In this alien world, Elric meets Prince Corum, an anti-Chaos hero who "must banish the domnation of Chaos from the Fifteen Planes of Earth," otherwise known as the multiverse. He and Elric, in order to fulfill their convergent quests, work with another warrior, the amnesiac Erekosë, to do so.
Voilodion Ghagnasdiak is the main villain in this piece. Ghagnasdiak, an evil "dwarf clad in puffed multicolored silks, furs and satins," lives in the Vanishing Tower, which randomly appears and disappears in different realms every few hours.

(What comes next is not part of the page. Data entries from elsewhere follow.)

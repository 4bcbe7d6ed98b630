//! Defines the page to display when the server cannot serve a request.
use axum::{
    http::StatusCode,
    response::{Html, IntoResponse, Response},
};

use crate::html::error_view;

/// An error page for 5xx responses.
pub struct InternalServerError<'a> {
    pub status: StatusCode,
    pub description: &'a str,
    pub fix: &'a str,
}

impl Default for InternalServerError<'_> {
    fn default() -> Self {
        Self {
            status: StatusCode::INTERNAL_SERVER_ERROR,
            description: "Sorry, something went wrong.",
            fix: "Try again later or check the server logs",
        }
    }
}

impl InternalServerError<'_> {
    pub fn into_html(self) -> Html<String> {
        let title = self
            .status
            .canonical_reason()
            .unwrap_or("Internal Server Error");

        Html(error_view(title, self.status.as_str(), self.description, self.fix).into_string())
    }
}

impl IntoResponse for InternalServerError<'_> {
    fn into_response(self) -> Response {
        let status = self.status;

        (status, self.into_html()).into_response()
    }
}

#[cfg(test)]
mod tests {
    use axum::{http::StatusCode, response::IntoResponse};

    use crate::test_utils::{assert_valid_html, parse_html_document};

    use super::InternalServerError;

    #[tokio::test]
    async fn renders_status_and_fix() {
        let response = InternalServerError {
            status: StatusCode::BAD_GATEWAY,
            description: "Could not load transactions",
            fix: "Check the transactions service",
        }
        .into_response();

        assert_eq!(response.status(), StatusCode::BAD_GATEWAY);
        let html = parse_html_document(response).await;
        assert_valid_html(&html);
        let text = html.html();
        assert!(text.contains("502"));
        assert!(text.contains("Check the transactions service"));
    }
}
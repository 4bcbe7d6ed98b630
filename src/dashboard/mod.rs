//! Dashboard module
//!
//! Provides the overview page with summary metrics, charts and the
//! transaction table, plus the partials htmx swaps into it.

mod aggregation;
mod charts;
mod handlers;
mod series;
mod views;

pub use aggregation::{Metrics, aggregate};
pub use charts::{ChartHandle, ChartSeries, DashboardCharts};
pub use handlers::{
    get_dashboard_content, get_dashboard_page, get_transaction_detail, get_transaction_table,
};
pub use series::{category_series, monthly_series};
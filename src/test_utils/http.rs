use axum::{body::Body, response::Response};

#[track_caller]
pub(crate) fn assert_content_type(response: &Response<Body>, content_type: &str) {
    let content_type_header = response
        .headers()
        .get("content-type")
        .expect("content-type header missing");
    assert_eq!(content_type_header, content_type);
}

#[track_caller]
pub(crate) fn get_header(response: &Response<Body>, header_name: &str) -> String {
    let header_error_message = format!("Headers missing {header_name}");

    response
        .headers()
        .get(header_name)
        .expect(&header_error_message)
        .to_str()
        .expect("Could not convert to str")
        .to_string()
}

Within these brief hours, Corum, Elric and Erekosë must defeat Ghagnasdiak's treacherous magick and rescue Corum's kidnapped companion, Jhary-a-Conel, before resuming their separate quests.
The writing in these tales is, once again, action-intensive, cut-to-it-lean, fantastic in its imagery and supernatural beings, and reader-hooking. What makes this Vanishing stand out from the other excellent books in this series is that it introduces the idea of alternate selves and worlds (the Fifteen Planes of Earth), an expansion that promises to take Elric beyond his soul-harrowing goal of absolution -- whether it be death or something less grim.
Followed by The Bane of the Black Sword.